Espinal, who guides educators on how to teach cryptocurrencies and is the author of "Manage Your Money," worries that teenagers will pour all their savings into cryptocurrencies and lose everything.
She said, "They might leave with a bad experience and put their money into a savings account because they don’t want to feel that way again, which could lead them to give up on investing, and investing is a huge opportunity for wealth creation, especially for people of color."
Espinal's concerns are understandable; many young people watched their parents' retirement savings evaporate overnight after the 2008 economic collapse and have been hesitant to invest in stocks for years. However, avoiding them during the bull market has proven to be the wrong choice.
Yet, for now, few cryptocurrency owners are suffering. According to research from the Pew Research Center, only 3% reported that trading cryptocurrencies severely harmed their financial situation.
This situation could suddenly change without warning. However, this means you should not invest more in cryptocurrencies than you can afford to lose.
William Bernstein's great-grandson is already 10 years old, and he wants to impart some wisdom. For him, the biggest mistake cryptocurrency enthusiasts make is treating ownership as a real investment. He said investments either generate returns (like a company whose stock you own) or create income (when a company pays dividends on its stock). Cryptocurrencies do neither unless you sell them for profit.

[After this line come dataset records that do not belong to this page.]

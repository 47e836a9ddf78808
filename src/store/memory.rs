use std::collections::HashMap;

use async_trait::async_trait;
use chrono::{DateTime, Utc};
use parking_lot::Mutex;

use super::{ReviewStore, ScheduleClose};
use crate::curve::ForgettingCurveProfile;
use crate::error::{EngineError, EngineResult};
use crate::types::{ItemBaseline, ReviewSchedule, ReviewStatus};

/// In-process store. Backs tests and acts as the degraded-mode fallback
/// wiring; semantics match `PgStore`, including the conditional create.
#[derive(Default)]
pub struct MemoryStore {
    schedules: Mutex<HashMap<String, ReviewSchedule>>,
    profiles: Mutex<HashMap<String, ForgettingCurveProfile>>,
    baselines: Mutex<HashMap<String, ItemBaseline>>,
}

impl MemoryStore {
    pub fn new() -> Self {
        Self::default()
    }

    pub fn schedule_count(&self) -> usize {
        self.schedules.lock().len()
    }

    /// Active (Scheduled/Overdue) rows for a pair; test hook for the
    /// at-most-one invariant.
    pub fn active_count(&self, user_id: &str, item_id: &str) -> usize {
        self.schedules
            .lock()
            .values()
            .filter(|s| s.user_id == user_id && s.item_id == item_id && s.status.is_active())
            .count()
    }
}

#[async_trait]
impl ReviewStore for MemoryStore {
    async fn get_schedule(&self, id: &str) -> EngineResult<Option<ReviewSchedule>> {
        Ok(self.schedules.lock().get(id).cloned())
    }

    async fn active_schedule(
        &self,
        user_id: &str,
        item_id: &str,
    ) -> EngineResult<Option<ReviewSchedule>> {
        Ok(self
            .schedules
            .lock()
            .values()
            .filter(|s| s.user_id == user_id && s.item_id == item_id && s.status.is_active())
            .max_by_key(|s| s.created_at)
            .cloned())
    }

    async fn latest_schedule(
        &self,
        user_id: &str,
        item_id: &str,
    ) -> EngineResult<Option<ReviewSchedule>> {
        Ok(self
            .schedules
            .lock()
            .values()
            .filter(|s| s.user_id == user_id && s.item_id == item_id)
            .max_by_key(|s| s.updated_at)
            .cloned())
    }

    async fn insert_schedule(
        &self,
        schedule: &ReviewSchedule,
        tolerating: Option<&str>,
    ) -> EngineResult<()> {
        let mut schedules = self.schedules.lock();

        let conflicting = schedules.values().any(|s| {
            s.user_id == schedule.user_id
                && s.item_id == schedule.item_id
                && s.status.is_active()
                && Some(s.id.as_str()) != tolerating
        });
        if conflicting {
            return Err(EngineError::Conflict(format!(
                "active schedule already exists for ({}, {})",
                schedule.user_id, schedule.item_id
            )));
        }

        schedules.insert(schedule.id.clone(), schedule.clone());
        Ok(())
    }

    async fn close_schedule(&self, id: &str, close: ScheduleClose) -> EngineResult<ReviewSchedule> {
        let mut schedules = self.schedules.lock();
        let row = schedules
            .get_mut(id)
            .ok_or_else(|| EngineError::NotFound(format!("schedule {id}")))?;

        if !row.status.is_active() {
            return Err(EngineError::Conflict(format!(
                "schedule {id} is already {}",
                row.status.as_str()
            )));
        }

        row.status = close.status;
        row.is_success = close.is_success;
        row.response_time_ms = close.response_time_ms;
        row.confidence_level = close.confidence_level;
        row.difficulty_score_at_review = close.difficulty_score_at_review;
        row.next_scheduled_at = close.next_scheduled_at;
        row.updated_at = Utc::now();

        Ok(row.clone())
    }

    async fn mark_overdue(&self, cutoff: DateTime<Utc>) -> EngineResult<u64> {
        let mut moved = 0u64;
        let now = Utc::now();
        for row in self.schedules.lock().values_mut() {
            if row.status == ReviewStatus::Scheduled && row.scheduled_at < cutoff {
                row.status = ReviewStatus::Overdue;
                row.updated_at = now;
                moved += 1;
            }
        }
        Ok(moved)
    }

    async fn get_profile(&self, user_id: &str) -> EngineResult<Option<ForgettingCurveProfile>> {
        Ok(self.profiles.lock().get(user_id).cloned())
    }

    async fn upsert_profile(&self, profile: &ForgettingCurveProfile) -> EngineResult<()> {
        self.profiles
            .lock()
            .insert(profile.user_id.clone(), profile.clone());
        Ok(())
    }

    async fn get_item_baseline(&self, item_id: &str) -> EngineResult<Option<ItemBaseline>> {
        Ok(self.baselines.lock().get(item_id).cloned())
    }

    async fn upsert_item_baseline(&self, baseline: &ItemBaseline) -> EngineResult<()> {
        self.baselines
            .lock()
            .insert(baseline.item_id.clone(), baseline.clone());
        Ok(())
    }

    async fn recently_active_users(
        &self,
        item_id: &str,
        limit: usize,
    ) -> EngineResult<Vec<String>> {
        let schedules = self.schedules.lock();
        let mut latest: HashMap<&str, DateTime<Utc>> = HashMap::new();
        for row in schedules.values() {
            if row.item_id == item_id && row.status == ReviewStatus::Completed {
                let entry = latest.entry(row.user_id.as_str()).or_insert(row.updated_at);
                if row.updated_at > *entry {
                    *entry = row.updated_at;
                }
            }
        }

        let mut users: Vec<(&str, DateTime<Utc>)> = latest.into_iter().collect();
        users.sort_by(|a, b| b.1.cmp(&a.1));
        Ok(users
            .into_iter()
            .take(limit)
            .map(|(user, _)| user.to_string())
            .collect())
    }
}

You might view months or years of cryptocurrency ownership as your time at the theater or concert and only invest what you think is worthwhile. But don’t immediately rebut someone like Bernstein's age, who says, "That's the nature of old stubbornness; older people don’t put large amounts of money into cryptocurrencies like young people do, not because they are unwilling to participate, but because they have experienced painful losses and know how it usually ends."